A tentativa do Ocidente em geral – e dos Estados Unidos em particular – de asfixiar a economia da Rússia, por meio de “sanções” financeiras, não prejudica apenas a população russa. A disparada na cotação internacional do petróleo – que deve encarecer ainda mais nas próximas semanas – é um exemplo de como todos nós somos afetados tanto pela operação militar na Ucrânia quanto pela reação ocidental.

“Essas sanções que estão sendo impostas são semelhantes a uma declaração de guerra, mas graças a Deus não chegou a isso”, arriscou-se a dizer o presidente Vladimir Putin, no sábado (5). “Não planejamos introduzir nenhum tipo de regime especial em território russo. Hoje, não há necessidade.”

Ainda assim, o jornal britânico Financial Times, em artigo assinado por Derek Brower, lembra um precedente desse desdobramento global para a retaliação liderada pelos EUA: “Soldados russos preparavam-se para invadir mais uma ex-república soviética. A cotação do petróleo disparava. Os países ocidentais imploravam para a Arábia Saudita abrir um pouco mais as torneiras. Foi em 2008, pouco antes de Vladimir Putin enviar tanques russos para a Geórgia. O preço do petróleo acabou atingindo seu maior patamar na história – de quase US$ 150 por barril”.

A lição, porém, não foi assimilada. “Agora, os preços nos Estados Unidos ainda não chegaram a esse nível, girando em torno a US$ 125 por barril nesta segunda-feira, enquanto a cotação do referencial internacional Brent atingiu um teto de US$ 139, antes de recuar para os US$ 128. Ainda assim, as semelhanças com 2008, desde a guerra até os apelos de autoridades internacionais ao governo de Riad, vêm ficando cada vez mais difíceis de ignorar”.

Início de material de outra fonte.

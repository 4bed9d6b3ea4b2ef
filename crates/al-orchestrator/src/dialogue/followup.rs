//! Search answers and the refinement loop that follows them.
//!
//! After a result list the user may leave a phone, ask for a manager, ask
//! about colors or a numbered variant, name a model, or refine the search.
//! Checks run in that order; the first that fires answers the message.

use std::collections::BTreeSet;
use std::sync::LazyLock;

use al_catalog::specs::{UNLIMITED_BUDGET, is_search_query};
use al_catalog::text::{has_any_word, has_word, matches_any, normalize, words};
use al_catalog::{PriceTarget, RankStrategy, SearchQuery, normalize_phone, parse_specs, pick_top3_offers};
use al_protocol::{Intent, RepairType};
use regex::Regex;

use super::handlers::{says_phone_given, wants_used};
use crate::intent::signals::has_maintenance_word;
use super::replies;
use super::session::{DialogueState, Session};
use super::{Dialogue, TurnOutcome};

const MANAGER_WORDS: &[&str] = &[
    "менеджер", "специалист", "консультант", "позвон", "звонок", "перезвон", "связаться",
    "свяжитесь", "телефон", "заявк", "бронь", "заброни",
];
const CONSENT_WORDS: &[&str] = &["да", "давай", "давайте", "хочу", "ок", "ok", "согласен", "согласна", "можно", "конечно"];

const SERVICE_LIKE: &[&str] = &[
    "сервис", "обслуж", "ремонт", "диагност", "замен", "масл", "колодк", "шиномонтаж",
    "переобу", "стук", "шум", "скрип",
];

const COLOR_QUESTION: &[&str] = &["цвет"];
const PRICE_WORDS: &[&str] = &["цен", "стоим", "стоит", "руб", "млн", "тыс"];
const OTHER_COLOR_WORDS: &[&str] = &[
    "другой цвет",
    "другие цвета",
    "другого цвета",
    "других цветов",
    "еще цвета",
    "какие цвета",
];
const CONTEXT_WORDS: &[&str] = &["подробн", "скидк", "цвет", "комплектац", "детал", "расскаж"];
const MORE_EXPENSIVE: &[&str] = &["подороже", "дороже", "повыше", "дорого"];

/// Canonical color and the word forms that name it.
const COLORS: &[(&str, &[&str])] = &[
    ("белый", &["белый", "белая", "белое", "белые", "белого", "белом", "белую"]),
    ("черный", &["черный", "черная", "черное", "черные", "черного", "черном", "черную"]),
    ("серый", &["серый", "серая", "серое", "серые", "серого", "сером", "серую"]),
    ("серебристый", &["серебристый", "серебристая", "серебристое", "серебристые", "серебристого", "серебро"]),
    ("синий", &["синий", "синяя", "синее", "синие", "синего", "синем", "синюю"]),
    ("голубой", &["голубой", "голубая", "голубое", "голубые", "голубого"]),
    ("красный", &["красный", "красная", "красное", "красные", "красного", "красном", "красную"]),
    ("бордовый", &["бордовый", "бордовая", "бордовое", "бордовые", "бордо"]),
    ("зеленый", &["зеленый", "зеленая", "зеленое", "зеленые", "зеленого", "зеленую"]),
    ("коричневый", &["коричневый", "коричневая", "коричневое", "коричневые", "коричневого"]),
    ("бежевый", &["бежевый", "бежевая", "бежевое", "бежевые", "бежевого"]),
    ("оранжевый", &["оранжевый", "оранжевая", "оранжевое", "оранжевые", "оранжевого"]),
    ("желтый", &["желтый", "желтая", "желтое", "желтые", "желтого"]),
    ("фиолетовый", &["фиолетовый", "фиолетовая", "фиолетовое", "фиолетовые"]),
    ("золотой", &["золотой", "золотая", "золотое", "золотые", "золотистый"]),
    ("графитовый", &["графитовый", "графитовая", "графитовое", "графит"]),
];

const ORDINALS: &[(&[&str], usize)] = &[
    (&["первый", "первая", "первое", "первую", "первого", "первом"], 0),
    (&["второй", "вторая", "второе", "вторую", "второго", "втором"], 1),
    (&["третий", "третья", "третье", "третью", "третьего", "третьем"], 2),
    (&["четвертый", "четвертая", "четвертое", "четвертую", "четвертого"], 3),
    (&["пятый", "пятая", "пятое", "пятую", "пятого"], 4),
];

static VARIANT_AFTER: LazyLock<Regex> = LazyLock::new(|| {
    Regex::new(r"(?:вариант\w*|номер|позици\w*|№|#)\s*(\d{1,2})\b").expect("valid regex")
});
static VARIANT_BEFORE: LazyLock<Regex> =
    LazyLock::new(|| Regex::new(r"\b(\d{1,2})\s*-?\s*(?:й|ой|ый)?\s*вариант").expect("valid regex"));

fn requested_color(lower: &str) -> Option<&'static str> {
    COLORS
        .iter()
        .find(|(_, forms)| has_any_word(lower, forms))
        .map(|(canonical, _)| *canonical)
}

/// Zero-based index of a variant the user points at.
fn variant_index(lower: &str) -> Option<usize> {
    let number = VARIANT_AFTER
        .captures(lower)
        .or_else(|| VARIANT_BEFORE.captures(lower))
        .and_then(|c| c.get(1))
        .and_then(|m| m.as_str().parse::<usize>().ok());
    if let Some(n) = number {
        return n.checked_sub(1);
    }
    let tokens = words(lower);
    ORDINALS
        .iter()
        .find(|(forms, _)| forms.iter().any(|f| tokens.contains(f)))
        .map(|(_, idx)| *idx)
}

/// Manager request, or a short consent that does not point at a variant or color.
fn wants_manager(lower: &str) -> bool {
    matches_any(lower, MANAGER_WORDS)
        || (words(lower).len() <= 3
            && has_any_word(lower, CONSENT_WORDS)
            && variant_index(lower).is_none()
            && requested_color(lower).is_none())
}

fn looks_like_service(lower: &str) -> bool {
    matches_any(lower, SERVICE_LIKE) || has_word(lower, "сто") || has_maintenance_word(lower)
}

impl Dialogue {
    /// Search driven by free text: spec hints, price words and brands in the message.
    pub(crate) async fn search_text(&self, s: &mut Session, text: &str, out: &mut TurnOutcome) {
        let lower = normalize(text);
        let hints = parse_specs(text);
        let policy = self.search.policy();
        let brands = self.search_brands(s, text);

        let mut query = SearchQuery::new(brands, text).with_hints(&hints, policy);
        if hints.price.is_some() {
            s.last_price_max = query.price_max;
        } else if matches_any(&lower, MORE_EXPENSIVE)
            && !lower.contains("недорог")
            && let Some(previous) = s.last_price_max
        {
            query.price_min = Some(previous);
        }
        query.prefer_crossovers = s.non_dealer_brand.is_some();

        let target = hints.price.map(|amount| PriceTarget {
            amount,
            approximate: hints.approximate,
        });
        let strategy = RankStrategy::for_text(text);
        let header = if query.price_min.is_some() {
            replies::HEADER_MORE_EXPENSIVE
        } else {
            match strategy {
                RankStrategy::PowerDesc => replies::HEADER_POWER,
                RankStrategy::PriceDesc => replies::HEADER_EXPENSIVE,
                RankStrategy::PriceMix => replies::HEADER_DEFAULT,
            }
        };
        self.run_search(s, &query, target, strategy, header, out).await;
    }

    /// Search driven by the collected budget, body and drive slots.
    pub(crate) async fn search_slots(&self, s: &mut Session, out: &mut TurnOutcome) {
        let brands = self.search_brands(s, "");
        let body = s.slots.body.clone().filter(|b| b != "любой");
        let budget = s.slots.budget_max.filter(|b| *b < UNLIMITED_BUDGET);

        let description: Vec<String> = [body.clone(), s.slots.drive.clone(), s.target_brand.clone()]
            .into_iter()
            .flatten()
            .collect();
        let mut query = SearchQuery::new(brands, description.join(" "));
        query.body = body;
        query.drive = s.slots.drive.clone();
        query.price_max = budget;
        query.prefer_crossovers = s.non_dealer_brand.is_some();
        s.last_price_max = budget;

        let target = budget.map(|amount| PriceTarget {
            amount,
            approximate: false,
        });
        self.run_search(s, &query, target, RankStrategy::PriceMix, replies::HEADER_DEFAULT, out)
            .await;
    }

    /// Dealer brands to search in: one named in the text, the dealer target,
    /// or all of them.
    fn search_brands(&self, s: &mut Session, text: &str) -> BTreeSet<String> {
        if let Some(brand) = self.brands.find_brand(text)
            && self.brands.is_dealer(brand)
        {
            if s.target_brand.as_deref() != Some(brand) {
                s.target_brand = Some(brand.to_string());
                s.intent = Intent::BuyNew;
            }
            return BTreeSet::from([brand.to_string()]);
        }
        if let Some(target) = &s.target_brand
            && self.brands.is_dealer(target)
        {
            return BTreeSet::from([target.clone()]);
        }
        self.brands.dealer_brands()
    }

    async fn run_search(
        &self,
        s: &mut Session,
        query: &SearchQuery,
        target: Option<PriceTarget>,
        strategy: RankStrategy,
        header: &str,
        out: &mut TurnOutcome,
    ) {
        let policy = self.search.policy();
        let outcome = self.search.search(query).await;
        let best = pick_top3_offers(&outcome.offers, target, strategy, policy);
        tracing::info!(
            user_id = %s.user_id,
            stage = ?outcome.stage,
            candidates = outcome.offers.len(),
            shown = best.len(),
            "search answered"
        );

        s.state = DialogueState::NonDealerChoice;
        let notice = match &s.non_dealer_brand {
            Some(brand) if !s.non_dealer_notice_sent => {
                Some(replies::non_dealer_notice(&self.company, brand, &self.dealer_names))
            }
            _ => None,
        };
        if notice.is_some() {
            s.non_dealer_notice_sent = true;
        }
        let name = self.name(s).to_string();
        let prompt = replies::phone_prompt_addressed(s.has_phone());

        if best.is_empty() {
            let first = match notice {
                Some(mut notice) => {
                    if self.search.catalog().is_empty() {
                        notice.push('\n');
                        notice.push_str(replies::CATALOG_UPDATING);
                    }
                    notice
                }
                None => replies::NOTHING_FOUND.to_string(),
            };
            out.say(first);
            out.say(format!("{}\n{name}, {prompt}", replies::OFFER_MANAGER_HELP));
            return;
        }

        s.cache_results(&best, policy.max_cached);
        let listing = format!("{}\n\n{name}, {prompt}", replies::offer_listing(header, &best));
        match notice {
            Some(notice) => out.say(format!("{notice}\n\n{listing}")),
            None => out.say(listing),
        }
    }

    /// Move the lead to the dealer brand of the first shown offer.
    fn route_to_shown_dealer(&self, s: &mut Session) {
        if let Some(first) = s.last_search_results.first()
            && self.brands.is_dealer(&first.brand)
        {
            s.intent = Intent::BuyNew;
            s.target_brand = Some(first.brand.clone());
            s.non_dealer_brand = None;
        }
    }

    /// A message received while search results are on screen.
    pub(crate) async fn on_follow_up(&self, s: &mut Session, text: &str, out: &mut TurnOutcome) {
        let lower = normalize(text);
        let hints = parse_specs(text);
        let default_days = self.search.policy().default_delivery_days;
        let has_phone_prompt = replies::phone_prompt(s.has_phone());

        if let Some(phone) = normalize_phone(text) {
            s.phone = Some(phone);
            self.route_to_shown_dealer(s);
            self.ask_confirm(s, out);
            return;
        }

        if says_phone_given(&lower) {
            if s.has_phone() {
                self.route_to_shown_dealer(s);
                self.ask_confirm(s, out);
            } else {
                s.state = DialogueState::CollectPhone;
                out.say(replies::PHONE_NOT_IN_SESSION_SEARCH);
            }
            return;
        }

        if wants_manager(&lower) {
            if wants_used(&lower) {
                s.intent = Intent::BuyUsed;
                if let Some(brand) = s.non_dealer_brand.clone() {
                    s.target_brand = Some(brand);
                }
            } else {
                self.route_to_shown_dealer(s);
            }
            let prompt = replies::ask_phone_for_manager(self.name(s));
            self.phone_or_confirm(s, prompt, out);
            return;
        }

        if !(hints.has_filters() || is_search_query(text)) && looks_like_service(&lower) {
            s.intent = Intent::Repair;
            if let Some(brand) = self.brands.find_brand(text) {
                s.user_car_brand = Some(brand.to_string());
            }
            if matches_any(&lower, &["кузов", "покрас", "вмятин"]) {
                s.slots.repair_type = Some(RepairType::Bodywork);
            }
            s.state = DialogueState::CollectRepairType;
            out.say(replies::SERVICE_IN_SEARCH);
            return;
        }

        let dealers = self.brands.dealer_brands();
        let named = self.search.catalog().find_models(text, &dealers);

        if matches_any(&lower, COLOR_QUESTION) && !matches_any(&lower, PRICE_WORDS) && !named.is_empty() {
            out.say(format!(
                "{}\n\n{has_phone_prompt}",
                replies::color_overview(&named, default_days)
            ));
            return;
        }

        if let Some(color) = requested_color(&lower) {
            let reply = match s.current_offer() {
                Some((idx, car)) => {
                    let line = if car.has_color(color) {
                        replies::color_in_stock(car, color)
                    } else {
                        replies::color_on_order(car.delivery_days.unwrap_or(default_days))
                    };
                    s.last_variant_idx = Some(idx);
                    format!("{line}\n\n{has_phone_prompt}")
                }
                None => format!("{} {has_phone_prompt}", replies::color_on_order(default_days)),
            };
            out.say(reply);
            return;
        }

        if matches_any(&lower, OTHER_COLOR_WORDS) {
            let reply = match s.current_offer() {
                Some((_, car)) => replies::other_colors(car, default_days),
                None => replies::other_colors_generic(default_days),
            };
            out.say(format!("{reply}\n\n{has_phone_prompt}"));
            return;
        }

        if !s.last_search_results.is_empty() {
            let pointed = variant_index(&lower);
            let new_search = hints.has_filters() || self.brands.find_brand(text).is_some();
            let context_question = matches_any(&lower, CONTEXT_WORDS) && !new_search;

            if let Some(idx) = pointed
                && idx < s.last_search_results.len()
            {
                s.last_variant_idx = Some(idx);
                let detail = replies::offer_detail(&s.last_search_results[idx], default_days);
                out.say(format!("{detail}\n\n{has_phone_prompt}"));
                return;
            }
            if pointed.is_none() && context_question {
                s.last_variant_idx = None;
                out.say(format!(
                    "{}\n\n{has_phone_prompt}",
                    replies::compact_listing(&s.last_search_results)
                ));
                return;
            }
        }

        if !named.is_empty() {
            self.reply_models(s, &named, out);
            return;
        }

        self.search_text(s, text, out).await;
    }
}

O problema, conforme o jornal, já não se resume somente ao petróleo: “O mercado, até poucos anos atrás convencido de que a revolução do xisto nos EUA havia trazido uma era de abundância sem fim, agora se aflige com a escassez. Esses temores são agravados pela possibilidade de sanções contra as exportações russas do setor – que atendem a cerca de 5% da demanda mundial de petróleo e a 10% do mercado de produtos refinados”.

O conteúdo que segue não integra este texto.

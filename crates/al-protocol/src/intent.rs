use std::fmt;
use std::str::FromStr;

use serde::{Deserialize, Serialize};

/// What the user wants from the dealership.
#[derive(Debug, Clone, Copy, PartialEq, Eq, Hash, Serialize, Deserialize, Default)]
#[serde(rename_all = "snake_case")]
pub enum Intent {
    BuyNew,
    BuyUsed,
    Sell,
    Repair,
    Spares,
    Accounting,
    #[default]
    Other,
    /// Classification gave up; a human follows up on the phone.
    FallbackOther,
}

impl Intent {
    pub fn as_str(&self) -> &'static str {
        match self {
            Intent::BuyNew => "buy_new",
            Intent::BuyUsed => "buy_used",
            Intent::Sell => "sell",
            Intent::Repair => "repair",
            Intent::Spares => "spares",
            Intent::Accounting => "accounting",
            Intent::Other => "other",
            Intent::FallbackOther => "fallback_other",
        }
    }

    /// Label used in manager notifications.
    pub fn label(&self) -> &'static str {
        match self {
            Intent::BuyNew => "Покупка НОВОГО",
            Intent::BuyUsed => "Покупка С ПРОБЕГОМ",
            Intent::Sell => "Продажа (выкуп)",
            Intent::Repair => "Сервис/Ремонт",
            Intent::Spares => "Запчасти",
            Intent::Accounting => "Бухгалтерия",
            Intent::Other => "Другое",
            Intent::FallbackOther => "Непонятный запрос (требует уточнения)",
        }
    }

    pub fn is_purchase(&self) -> bool {
        matches!(self, Intent::BuyNew | Intent::BuyUsed)
    }

    /// Intents that concern a car the user already owns.
    pub fn is_owned_car(&self) -> bool {
        matches!(self, Intent::Repair | Intent::Spares | Intent::Sell)
    }
}

impl fmt::Display for Intent {
    fn fmt(&self, f: &mut fmt::Formatter<'_>) -> fmt::Result {
        f.write_str(self.as_str())
    }
}

#[derive(Debug, thiserror::Error)]
#[error("unknown intent: {0}")]
pub struct UnknownIntent(pub String);

impl FromStr for Intent {
    type Err = UnknownIntent;

    fn from_str(s: &str) -> Result<Self, Self::Err> {
        match s.trim().to_lowercase().as_str() {
            "buy_new" => Ok(Intent::BuyNew),
            "buy_used" => Ok(Intent::BuyUsed),
            "sell" => Ok(Intent::Sell),
            "repair" => Ok(Intent::Repair),
            "spares" => Ok(Intent::Spares),
            "accounting" => Ok(Intent::Accounting),
            "other" => Ok(Intent::Other),
            "fallback_other" => Ok(Intent::FallbackOther),
            other => Err(UnknownIntent(other.to_string())),
        }
    }
}

/// Coarse classifier certainty.
#[derive(Debug, Clone, Copy, PartialEq, Eq, PartialOrd, Ord, Serialize, Deserialize, Default)]
#[serde(rename_all = "snake_case")]
pub enum Confidence {
    #[default]
    Low,
    Medium,
    High,
}

impl FromStr for Confidence {
    type Err = UnknownIntent;

    fn from_str(s: &str) -> Result<Self, Self::Err> {
        match s.trim().to_lowercase().as_str() {
            "high" => Ok(Confidence::High),
            "medium" => Ok(Confidence::Medium),
            "low" => Ok(Confidence::Low),
            other => Err(UnknownIntent(other.to_string())),
        }
    }
}

/// Workshop (engine, suspension, maintenance) versus bodywork.
#[derive(Debug, Clone, Copy, PartialEq, Eq, Serialize, Deserialize)]
#[serde(rename_all = "snake_case")]
pub enum RepairType {
    #[serde(alias = "слесарный")]
    Workshop,
    #[serde(alias = "кузовной")]
    Bodywork,
}

impl RepairType {
    pub fn label(&self) -> &'static str {
        match self {
            RepairType::Workshop => "слесарный",
            RepairType::Bodywork => "кузовной",
        }
    }

    /// Accepts both the English and the Russian spelling.
    pub fn parse(s: &str) -> Option<Self> {
        let lower = s.trim().to_lowercase();
        if lower.starts_with("слесар") || lower == "workshop" {
            Some(RepairType::Workshop)
        } else if lower.starts_with("кузов") || lower == "bodywork" {
            Some(RepairType::Bodywork)
        } else {
            None
        }
    }
}

/// Named pieces of information collected during the dialogue.
///
/// Absent means unknown. Merging only ever fills or overwrites keys that the
/// incoming side actually carries.
#[derive(Debug, Clone, Default, PartialEq, Serialize, Deserialize)]
pub struct Slots {
    #[serde(default, skip_serializing_if = "Option::is_none")]
    pub budget_max: Option<u64>,
    #[serde(default, skip_serializing_if = "Option::is_none")]
    pub body: Option<String>,
    #[serde(default, skip_serializing_if = "Option::is_none")]
    pub drive: Option<String>,
    #[serde(default, skip_serializing_if = "Option::is_none")]
    pub repair_type: Option<RepairType>,
    #[serde(default, skip_serializing_if = "Option::is_none")]
    pub repair_details: Option<String>,
    #[serde(default, skip_serializing_if = "Option::is_none")]
    pub raw_model: Option<String>,
    /// Concrete model picked from the catalog (direct model match).
    #[serde(default, skip_serializing_if = "Option::is_none")]
    pub model: Option<String>,
}

impl Slots {
    pub fn merge(&mut self, other: Slots) {
        if other.budget_max.is_some() {
            self.budget_max = other.budget_max;
        }
        if other.body.is_some() {
            self.body = other.body;
        }
        if other.drive.is_some() {
            self.drive = other.drive;
        }
        if other.repair_type.is_some() {
            self.repair_type = other.repair_type;
        }
        if other.repair_details.is_some() {
            self.repair_details = other.repair_details;
        }
        if other.raw_model.is_some() {
            self.raw_model = other.raw_model;
        }
        if other.model.is_some() {
            self.model = other.model;
        }
    }

    pub fn is_empty(&self) -> bool {
        *self == Slots::default()
    }
}

/// One turn's classification, merged into the session by the dialogue.
#[derive(Debug, Clone, Default, PartialEq, Serialize, Deserialize)]
pub struct IntentResult {
    pub intent: Intent,
    #[serde(default)]
    pub target_brand: Option<String>,
    #[serde(default)]
    pub user_car_brand: Option<String>,
    #[serde(default)]
    pub slots: Slots,
    #[serde(default)]
    pub confidence: Confidence,
}

impl IntentResult {
    /// The degraded result used whenever classification is unavailable.
    pub fn unknown() -> Self {
        Self::default()
    }

    pub fn new(intent: Intent, confidence: Confidence) -> Self {
        Self {
            intent,
            confidence,
            ..Self::default()
        }
    }

    /// Whether heuristic repair rules may override this result.
    pub fn is_uncertain(&self) -> bool {
        self.intent == Intent::Other || self.confidence == Confidence::Low
    }

    pub fn brand(&self) -> Option<&str> {
        self.target_brand
            .as_deref()
            .or(self.user_car_brand.as_deref())
    }
}
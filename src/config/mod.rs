//! Configuration loading and validation
//!
//! Discograph is configured from a single TOML file covering the upstream
//! provider endpoints, scheduler behavior, rate-limit window caps, token
//! credentials, and output paths.

mod parser;
mod types;
mod validation;

pub use parser::{compute_config_hash, load_config, load_config_with_hash};
pub use types::{
    AuthConfig, Config, OutputConfig, ProviderConfig, RateLimitConfig, SyncConfig,
};
pub use validation::validate;
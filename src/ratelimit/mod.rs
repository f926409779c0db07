//! Request rate limiting
//!
//! This module gates every outbound API call through three sliding time
//! windows with persisted history, so a process restart does not forget
//! recent requests and burst through a provider limit.

mod limiter;
mod state;

pub use limiter::{RateLimiter, Window};
pub use state::RateLimiterState;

Em caso de novas sanções financeiras, seguidas do que o FT chama de “êxodo de empresas ocidentais e de tecnologias”, pode haver “danos duradouros à capacidade produtiva da Rússia. Tal cenário deixa os preços do petróleo, que já subiram 25% nas últimas duas semanas, encaminhados a subir ainda mais, segundo alguns analistas”. Para o banco J.P. Morgan, a cotação poderia alcançar a marca de US$ 150 em 2023. Rob West, chefe da firma de análises Thunder Said Energy, é mais pessimista e vislumbra o petróleo a mais de US$ 200 por barril.

De moro irônico, o Financial Times conclui: “Caso este seja seu primeiro choque nos preços do petróleo e você já se contorce ao ver os valores na bomba de gasolina, prepare-se. O mercado acredita que você provavelmente ainda pode tolerar mais sofrimento com os preços”.

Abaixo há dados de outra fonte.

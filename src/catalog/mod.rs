//! Catalog entity model
//!
//! This module defines the closed set of entity kinds tracked by the
//! synchronizer and the typed payload DTOs decoded from upstream responses.

mod payload;

pub use payload::{
    widen_release_date, AlbumPayload, AreaInfo, ArtistPayload, ArtistRef, EnrichmentPayload,
    FollowerCount, Page, SavedTrackItem, SimplifiedAlbum, TrackPayload, TrackRef,
};

/// The closed enumeration of batch-fetchable entity kinds
#[derive(Debug, Clone, Copy, PartialEq, Eq, Hash)]
pub enum EntityKind {
    Track,
    Album,
    Artist,
}

impl EntityKind {
    /// Maximum number of IDs accepted by the upstream batch endpoint
    pub fn batch_limit(&self) -> usize {
        match self {
            Self::Track => 50,
            Self::Artist => 50,
            Self::Album => 20,
        }
    }

    /// URL path segment and response key for the batch endpoint
    ///
    /// Batch responses wrap the payload array under this key, e.g.
    /// `{"tracks": [...]}` for `GET /tracks?ids=...`.
    pub fn plural(&self) -> &'static str {
        match self {
            Self::Track => "tracks",
            Self::Album => "albums",
            Self::Artist => "artists",
        }
    }

    pub fn as_str(&self) -> &'static str {
        match self {
            Self::Track => "track",
            Self::Album => "album",
            Self::Artist => "artist",
        }
    }

    pub fn from_str(s: &str) -> Option<Self> {
        match s {
            "track" | "tracks" => Some(Self::Track),
            "album" | "albums" => Some(Self::Album),
            "artist" | "artists" => Some(Self::Artist),
            _ => None,
        }
    }
}

impl std::fmt::Display for EntityKind {
    fn fmt(&self, f: &mut std::fmt::Formatter<'_>) -> std::fmt::Result {
        f.write_str(self.as_str())
    }
}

O setor financeiro internacional também assiste ao conflito Otan x Rússia com preocupação. Jim O’Neill, ex-presidente da Goldman Sachs Asset Management e ex-ministro do Tesouro do Reino Unido, escreveu a respeito no Project Syndicate.

“Qualquer que seja a resposta da Rússia, a questão agora é o que esses movimentos do Ocidente – e de quase todos os centros financeiros do mundo – significarão para os futuros assuntos monetários e o sistema monetário internacional”, sintetiza O’Neill. Um dos “efeitos imediatos das sanções à Rússia”, diz ele, é que países emergentes se sentirão mais impelidos do que nunca “a reconsiderarem a abordagem dos livros didáticos para construir reservas em moeda estrangeira para se proteger contra crises econômicas”.

Esses países têm, agora, uma razão concreta para “escapar dessa profunda dependência do sistema monetário controlado pelo Ocidente”. Assim, “se renminbi, rublos, rúpias indianas e outras moedas fossem mais conversíveis para outros países, um sistema monetário internacional fundamentalmente diferente poderia emergir – um no qual os tipos de sanções impostas à Rússia não seriam tão eficazes”.